Scientific Reports (Jan 2021)
Quantitative assessment of pulmonary artery occlusion using lung dynamic perfusion CT
Abstract
Abstract Quantitative measurement of lung perfusion is a promising tool to evaluate lung pathophysiology as well as to assess disease severity and monitor treatment. However, this novel technique has not been adopted clinically due to various technical and physiological challenges; and it is still in the early developmental phase where the correlation between lung pathophysiology and perfusion maps is being explored. The purpose of this research work is to quantify the impact of pulmonary artery occlusion on lung perfusion indices using lung dynamic perfusion CT (DPCT).
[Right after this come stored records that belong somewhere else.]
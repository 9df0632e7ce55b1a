//! Front end: grammar and parser for annotated source files.

pub mod parser;

pub use parser::parse;
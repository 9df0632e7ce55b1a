//! Shape validation for `@ParameterizedTest`.

use crate::ast::{Attribute, Decl, Expr, ExprKind, FunctionDecl};
use crate::diagnostics::ExpansionError;

/// A template that passed shape validation.
#[derive(Debug, Clone, Copy)]
pub struct ValidatedTemplate<'a> {
    pub function: &'a FunctionDecl,
    /// The array argument's elements; never empty.
    pub elements: &'a [Expr],
}

/// Checks that `decl` is a function and that the attribute's first argument
/// is a non-empty array literal.
///
/// The declaration kind is checked before the argument, so a non-function
/// with a bad argument reports `NotFunctionDecl`.
pub fn validate<'a>(
    attribute: &'a Attribute,
    decl: &'a Decl,
) -> Result<ValidatedTemplate<'a>, ExpansionError> {
    let Decl::Function(function) = decl else {
        return Err(ExpansionError::NotFunctionDecl);
    };

    let Some(argument) = attribute.first_argument() else {
        return Err(ExpansionError::NotArrayArgument);
    };

    let ExprKind::Array(elements) = &argument.value.kind else {
        return Err(ExpansionError::NotArrayArgument);
    };

    if elements.is_empty() {
        return Err(ExpansionError::NoElementsInArrayArgument);
    }

    Ok(ValidatedTemplate { function, elements })
}

#[cfg(test)]
mod tests {
    use super::*;
    use crate::syntax::parse;

    fn first_decl(source: &str) -> Decl {
        parse(source, "test.swift").unwrap().items.remove(0)
    }

    fn check(source: &str) -> Result<usize, ExpansionError> {
        let decl = first_decl(source);
        let attribute = decl.attributes()[0].clone();
        validate(&attribute, &decl).map(|t| t.elements.len())
    }

    #[test]
    fn accepts_array_on_function() {
        assert_eq!(check("@ParameterizedTest([1, 2])\nfunc f(a: Int) {}"), Ok(2));
    }

    #[test]
    fn rejects_non_function() {
        assert_eq!(
            check("@ParameterizedTest([1])\nvar x = 1"),
            Err(ExpansionError::NotFunctionDecl)
        );
        assert_eq!(
            check("@ParameterizedTest(1)\nstruct S {}"),
            Err(ExpansionError::NotFunctionDecl)
        );
    }

    #[test]
    fn rejects_missing_or_non_array_argument() {
        for source in [
            "@ParameterizedTest\nfunc f(a: Int) {}",
            "@ParameterizedTest()\nfunc f(a: Int) {}",
            "@ParameterizedTest(1)\nfunc f(a: Int) {}",
            "@ParameterizedTest((1, 2))\nfunc f(a: Int) {}",
            "@ParameterizedTest([1] + [2])\nfunc f(a: Int) {}",
        ] {
            assert_eq!(check(source), Err(ExpansionError::NotArrayArgument), "{}", source);
        }
    }

    #[test]
    fn rejects_empty_array() {
        assert_eq!(
            check("@ParameterizedTest([])\nfunc f(a: Int) {}"),
            Err(ExpansionError::NoElementsInArrayArgument)
        );
    }
}
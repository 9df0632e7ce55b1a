//! Handles all user-facing output for the CLI.
//!
//! Pretty-printing, colorized diffs and JSON reports live here so every
//! command presents results the same way.

use std::io::Write;
use std::path::Path;

use difference::{Changeset, Difference};
use serde::Serialize;
use termcolor::{Color, ColorChoice, ColorSpec, StandardStream, WriteColor};

use crate::macros::{ExpansionFailure, ExpansionOutcome};
use crate::{err_msg, ParamTestError};

// ============================================================================
// JSON REPORTS
// ============================================================================

/// Machine-readable summary of one expanded file.
#[derive(Debug, Serialize)]
pub struct ExpansionReport<'a> {
    pub path: String,
    pub generated: &'a [String],
    pub failures: Vec<FailureReport<'a>>,
    /// Rendered expansion; absent when any declaration failed.
    pub expanded: Option<String>,
}

#[derive(Debug, Serialize)]
pub struct FailureReport<'a> {
    pub macro_name: &'a str,
    pub declaration: Option<&'a str>,
    pub message: String,
    pub line: usize,
    pub column: usize,
}

impl<'a> ExpansionReport<'a> {
    pub fn new(path: &Path, source: &str, outcome: &'a ExpansionOutcome, expanded: Option<String>) -> Self {
        Self {
            path: path.display().to_string(),
            generated: &outcome.generated,
            failures: outcome
                .failures
                .iter()
                .map(|f| FailureReport::new(f, source))
                .collect(),
            expanded,
        }
    }
}

impl<'a> FailureReport<'a> {
    fn new(failure: &'a ExpansionFailure, source: &str) -> Self {
        let (line, column) = line_col(source, failure.span.start);
        Self {
            macro_name: &failure.macro_name,
            declaration: failure.declaration.as_deref(),
            message: failure.error.to_string(),
            line,
            column,
        }
    }
}

/// 1-based line and column of a byte offset.
fn line_col(source: &str, offset: usize) -> (usize, usize) {
    let prefix = &source[..offset.min(source.len())];
    let line = prefix.matches('\n').count() + 1;
    let column = prefix
        .rsplit('\n')
        .next()
        .map_or(0, |l| l.chars().count())
        + 1;
    (line, column)
}

pub fn print_json<T: Serialize>(value: &T) -> Result<(), ParamTestError> {
    let json = serde_json::to_string_pretty(value)
        .map_err(|e| err_msg!(Io, "failed to serialize report: {}", e))?;
    println!("{}", json);
    Ok(())
}

// ============================================================================
// TEXT OUTPUT
// ============================================================================

/// Prints a file header when more than one file is being shown.
pub fn print_header(path: &Path, color: ColorChoice) {
    let mut stdout = StandardStream::stdout(color);
    let _ = stdout.set_color(ColorSpec::new().set_fg(Some(Color::Yellow)).set_bold(true));
    let _ = writeln!(stdout, "// --- {} ---", path.display());
    let _ = stdout.reset();
}

/// Prints a line diff between `before` and `after` with colored markers.
pub fn print_diff(before: &str, after: &str, color: ColorChoice) {
    let mut stdout = StandardStream::stdout(color);
    let changeset = Changeset::new(before, after, "\n");
    for diff in &changeset.diffs {
        let (marker, fg, text) = match diff {
            Difference::Same(x) => (' ', None, x),
            Difference::Add(x) => ('+', Some(Color::Green), x),
            Difference::Rem(x) => ('-', Some(Color::Red), x),
        };
        let _ = stdout.set_color(ColorSpec::new().set_fg(fg));
        for line in text.lines() {
            let _ = writeln!(stdout, "{}{}", marker, line);
        }
    }
    let _ = stdout.reset();
}

/// Prints the generated names of one file.
pub fn print_generated(path: &Path, generated: &[String]) {
    println!("{}:", path.display());
    for name in generated {
        println!("    {}", name);
    }
}

/// Prints the closing summary line of `check`.
pub fn print_summary(files: usize, generated: usize, failures: usize, color: ColorChoice) {
    let mut stdout = StandardStream::stdout(color);
    let fg = if failures == 0 { Color::Green } else { Color::Red };
    let _ = stdout.set_color(ColorSpec::new().set_fg(Some(fg)).set_bold(true));
    let _ = writeln!(
        stdout,
        "checked {} file(s): {} test(s) generated, {} failure(s)",
        files, generated, failures
    );
    let _ = stdout.reset();
}

#[cfg(test)]
mod tests {
    use super::*;

    #[test]
    fn line_col_is_one_based() {
        let source = "@A\nfunc f() {}\n  @B";
        assert_eq!(line_col(source, 0), (1, 1));
        assert_eq!(line_col(source, 3), (2, 1));
        assert_eq!(line_col(source, source.len() - 2), (3, 3));
    }
}
//! Element binding: one array element against the template's parameters.

use crate::ast::{Expr, ExprKind};
use crate::diagnostics::ExpansionError;
use crate::macros::{Binding, ParameterSpec};

/// Produces the ordered bindings for one array element.
///
/// - A tuple binds every parameter by position and must have exactly as many
///   components as there are parameters. Component labels play no part.
/// - Anything scalar (including a nested array literal) binds only the first
///   parameter, with the element's full source text.
/// - An uninterpreted element yields no bindings and is not an error.
///
/// ```rust
/// use paramtest::ast::Expr;
/// use paramtest::macros::{bind_element, ParameterSpec};
/// let params = vec![ParameterSpec { name: "a".into(), ty: "Int".into(), position: 0 }];
/// let bindings = bind_element(&Expr::scalar("42"), &params).unwrap();
/// assert_eq!(bindings[0].value, "42");
/// ```
pub fn bind_element(
    element: &Expr,
    params: &[ParameterSpec],
) -> Result<Vec<Binding>, ExpansionError> {
    match &element.kind {
        ExprKind::Tuple(components) => {
            if components.len() != params.len() {
                return Err(ExpansionError::DifferentTupleElementCount {
                    parameters: params.len(),
                    components: components.len(),
                });
            }
            Ok(components
                .iter()
                .zip(params)
                .map(|(component, spec)| Binding::new(spec, component.text.as_str()))
                .collect())
        }
        ExprKind::Scalar | ExprKind::Array(_) => {
            let first = params
                .first()
                .ok_or(ExpansionError::NoParameterForScalarElement)?;
            Ok(vec![Binding::new(first, element.text.as_str())])
        }
        ExprKind::Other => Ok(Vec::new()),
    }
}

#[cfg(test)]
mod tests {
    use super::*;

    fn specs(names: &[&str]) -> Vec<ParameterSpec> {
        names
            .iter()
            .enumerate()
            .map(|(position, name)| ParameterSpec {
                name: name.to_string(),
                ty: "Int".to_string(),
                position,
            })
            .collect()
    }

    fn tuple(components: &[&str]) -> Expr {
        Expr {
            kind: ExprKind::Tuple(components.iter().map(|c| Expr::scalar(*c)).collect()),
            text: format!("({})", components.join(", ")),
            span: Default::default(),
        }
    }

    #[test]
    fn tuple_binds_every_parameter_in_order() {
        let bindings = bind_element(&tuple(&["1", "2", "3"]), &specs(&["a", "b", "c"])).unwrap();
        let pairs: Vec<_> = bindings
            .iter()
            .map(|b| (b.name.as_str(), b.value.as_str()))
            .collect();
        assert_eq!(pairs, vec![("a", "1"), ("b", "2"), ("c", "3")]);
    }

    #[test]
    fn tuple_arity_mismatch_fails() {
        let err = bind_element(&tuple(&["1", "2"]), &specs(&["a", "b", "c"])).unwrap_err();
        assert_eq!(
            err,
            ExpansionError::DifferentTupleElementCount {
                parameters: 3,
                components: 2
            }
        );
    }

    #[test]
    fn scalar_binds_only_first_parameter() {
        let bindings = bind_element(&Expr::scalar("-1 * x"), &specs(&["a", "b"])).unwrap();
        assert_eq!(bindings.len(), 1);
        assert_eq!(bindings[0].name, "a");
        assert_eq!(bindings[0].value, "-1 * x");
    }

    #[test]
    fn scalar_without_parameters_fails() {
        assert_eq!(
            bind_element(&Expr::scalar("1"), &[]),
            Err(ExpansionError::NoParameterForScalarElement)
        );
    }

    #[test]
    fn empty_tuple_matches_zero_parameters() {
        assert_eq!(bind_element(&tuple(&[]), &[]), Ok(Vec::new()));
    }

    #[test]
    fn labels_do_not_reorder_components() {
        // `(b: 2, a: 1)` still binds by position.
        let labeled = Expr {
            kind: ExprKind::Tuple(vec![Expr::scalar("2"), Expr::scalar("1")]),
            text: "(b: 2, a: 1)".to_string(),
            span: Default::default(),
        };
        let bindings = bind_element(&labeled, &specs(&["a", "b"])).unwrap();
        assert_eq!(bindings[0].value, "2");
        assert_eq!(bindings[1].value, "1");
    }

    #[test]
    fn uninterpreted_element_binds_nothing() {
        let other = Expr {
            kind: ExprKind::Other,
            text: "#placeholder".to_string(),
            span: Default::default(),
        };
        assert_eq!(bind_element(&other, &specs(&["x"])), Ok(Vec::new()));
    }
}
//! `@ParameterizedTest`: one zero-argument function per array element.
//!
//! ```text
//! @ParameterizedTest([(1, 2, 3), (1, 3, 3)])
//! func assertWithTuple(a: Int, b: Int, c: Int) {
//!     assert(a + b == c)
//! }
//! ```
//!
//! expands to `testAssertWithTuple_0` and `testAssertWithTuple_1`, each
//! binding `a`, `b` and `c` before `assert(a + b == c)`.

use crate::ast::{Attribute, Decl};
use crate::diagnostics::ExpansionError;
use crate::macros::{bind_element, filter_attributes, generated_name, synthesize, validate};

/// Annotation name this macro is registered under.
pub const NAME: &str = "ParameterizedTest";

/// Expands one annotated declaration.
///
/// Returns the generated functions in array order, or the first error
/// encountered; there is never partial output.
pub fn expansion(attribute: &Attribute, decl: &Decl) -> Result<Vec<Decl>, ExpansionError> {
    let template = validate(attribute, decl)?;
    let function = template.function;
    let params = function.parameter_specs();
    let attributes = filter_attributes(&function.attributes, attribute);

    template
        .elements
        .iter()
        .enumerate()
        .map(|(index, element)| {
            let bindings = bind_element(element, &params)?;
            let name = generated_name(&function.name, index);
            Ok(Decl::Function(synthesize(
                function,
                attributes.clone(),
                name,
                bindings,
            )))
        })
        .collect()
}

#[cfg(test)]
mod tests {
    use super::*;
    use crate::syntax::parse;

    fn expand(source: &str) -> Result<Vec<Decl>, ExpansionError> {
        let decl = parse(source, "test.swift").unwrap().items.remove(0);
        let attribute = decl.attributes()[0].clone();
        expansion(&attribute, &decl)
    }

    #[test]
    fn names_follow_array_order() {
        let decls = expand("@ParameterizedTest([1, 2, 3])\nfunc f(value: Int) {\n    print(value)\n}").unwrap();
        let names: Vec<_> = decls.iter().filter_map(|d| d.name()).collect();
        assert_eq!(names, vec!["testF_0", "testF_1", "testF_2"]);
    }

    #[test]
    fn first_bad_element_aborts_everything() {
        let err = expand("@ParameterizedTest([(1, 2, 3), (1, 2)])\nfunc f(a: Int, b: Int, c: Int) {}").unwrap_err();
        assert!(matches!(err, ExpansionError::DifferentTupleElementCount { .. }));
    }

    #[test]
    fn trigger_is_removed_from_generated_functions() {
        let decls = expand("@ParameterizedTest([1])\n@MainActor\nfunc f(a: Int) {}").unwrap();
        let attrs: Vec<_> = decls[0].attributes().iter().map(|a| a.name.as_str()).collect();
        assert_eq!(attrs, vec!["MainActor"]);
    }
}
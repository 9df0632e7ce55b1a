// Regression tests for the paramtest binary.
// Requires: assert_cmd, predicates crates in [dev-dependencies]

mod common;

use assert_cmd::Command;
use common::fixture;
use predicates::{prelude::PredicateBooleanExt, str::contains};

fn paramtest() -> Command {
    let mut cmd = Command::cargo_bin("paramtest").unwrap();
    cmd.arg("--color").arg("never");
    cmd
}

#[test]
fn cli_expands_valid_file() {
    paramtest()
        .arg("expand")
        .arg(fixture("valid/Client.swift"))
        .assert()
        .success()
        .stdout(
            contains("    func testF_2() {\n        let value: Int = 3\n        print(value)\n    }")
                .and(contains("        let c: Int = 3\n        assert(a + b == c)"))
                .and(contains("@ParameterizedTest").not())
                .and(contains("p.testAssertWithTuple_1()")),
        );
}

#[test]
fn cli_respects_indent_width() {
    paramtest()
        .arg("--indent")
        .arg("2")
        .arg("expand")
        .arg(fixture("valid/Client.swift"))
        .assert()
        .success()
        .stdout(contains("  func testF_0() {\n    let value: Int = 1\n"));
}

#[test]
fn cli_expand_json_report() {
    paramtest()
        .arg("expand")
        .arg("--json")
        .arg(fixture("valid/Client.swift"))
        .assert()
        .success()
        .stdout(
            contains("\"generated\"")
                .and(contains("\"testAssertWithTuple_1\""))
                .and(contains("\"failures\": []")),
        );
}

#[test]
fn cli_expand_diff_marks_generated_lines() {
    paramtest()
        .arg("expand")
        .arg("--diff")
        .arg(fixture("valid/Client.swift"))
        .assert()
        .success()
        .stdout(contains("+    func testF_0() {").and(contains("-    @ParameterizedTest")));
}

#[test]
fn cli_reports_miette_diagnostics_on_expansion_failure() {
    paramtest()
        .arg("check")
        .arg(fixture("invalid"))
        .assert()
        .failure()
        .stderr(contains("paramtest::expand::different_tuple_element_count"))
        .stdout(contains("1 test(s) generated, 1 failure(s)"));
}

#[test]
fn cli_check_passes_on_valid_directory() {
    paramtest()
        .arg("check")
        .arg(fixture("valid"))
        .assert()
        .success()
        .stdout(contains("checked 1 file(s): 5 test(s) generated, 0 failure(s)"));
}

#[test]
fn cli_expand_fails_without_output_for_failed_file() {
    paramtest()
        .arg("expand")
        .arg(fixture("invalid/Arity.swift"))
        .assert()
        .failure()
        .stdout(contains("testPositive_0").not());
}

#[test]
fn cli_lists_generated_names() {
    paramtest()
        .arg("list")
        .arg(fixture("valid/Client.swift"))
        .assert()
        .success()
        .stdout(
            contains("    testF_0\n    testF_1\n    testF_2\n")
                .and(contains("    testAssertWithTuple_1")),
        );
}

#[test]
fn cli_lists_registered_macros() {
    paramtest()
        .arg("list-macros")
        .assert()
        .success()
        .stdout(contains("@ParameterizedTest"));
}

#[test]
fn cli_prints_ast_as_json() {
    paramtest()
        .arg("ast")
        .arg(fixture("valid/Client.swift"))
        .assert()
        .success()
        .stdout(contains("\"Type\"").and(contains("\"assertWithTuple\"")));
}

#[test]
fn cli_reports_missing_path() {
    paramtest()
        .arg("check")
        .arg(fixture("does-not-exist"))
        .assert()
        .failure()
        .stderr(contains("paramtest::io"));
}

#[test]
fn cli_expand_continues_past_unparsable_file() {
    paramtest()
        .arg("expand")
        .arg(fixture("mixed"))
        .assert()
        .failure()
        .stderr(contains("paramtest::parse"))
        .stdout(contains("func testGood_0() {\n    let a: Int = 1\n    assert(a > 0)\n}"));
}

#[test]
fn cli_check_counts_unparsable_file_as_failure() {
    paramtest()
        .arg("check")
        .arg(fixture("mixed"))
        .assert()
        .failure()
        .stdout(contains("checked 2 file(s): 1 test(s) generated, 1 failure(s)"));
}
We performed Lung DPCT in ten anesthetized, mechanically ventilated juvenile pigs (18.6–20.2 kg) with a range of reversible pulmonary artery occlusions (0%, 40–59%, 60–79%, 80–99%, and 100%) created with a balloon catheter. For each arterial occlusion, DPCT data was analyzed using first-pass kinetics to derive blood flow (BF), blood volume (BV) and mean transit time (MTT) perfusion maps. Two radiologists qualitatively assessed perfusion maps for the presence or absence of perfusion defects. Perfusion maps were also analyzed quantitatively using a linear segmented mixed model to determine the thresholds of arterial occlusion associated with perfusion derangement. Inter-observer agreement was assessed using Kappa statistics. Correlation between arterial occlusion and perfusion indices was evaluated using the Spearman-rank correlation coefficient. Our results determined that perfusion defects were detected qualitatively in BF, BV and MTT perfusion maps for occlusions larger than 55%, 80% and 55% respectively. Inter-observer agreement was very good with Kappa scores > 0.92. Quantitative analysis of the perfusion maps determined the arterial occlusion threshold for perfusion defects was 50%, 76% and 44% for BF, BV and MTT respectively. Spearman-rank correlation coefficients between arterial occlusion and normalized perfusion values were strong (− 0.92, − 0.72, and 0.78 for BF, BV and MTT, respectively) and were statically significant (p < 0.01). These findings demonstrate that lung DPCT enables quantification and stratification of pulmonary artery occlusion into three categories: mild, moderate and severe. Severe (occlusion ≥ 80%) alters all perfusion indices; mild (occlusion < 55%) has no detectable effect. Moderate (occlusion 55–80%) impacts BF and MTT but BV is preserved.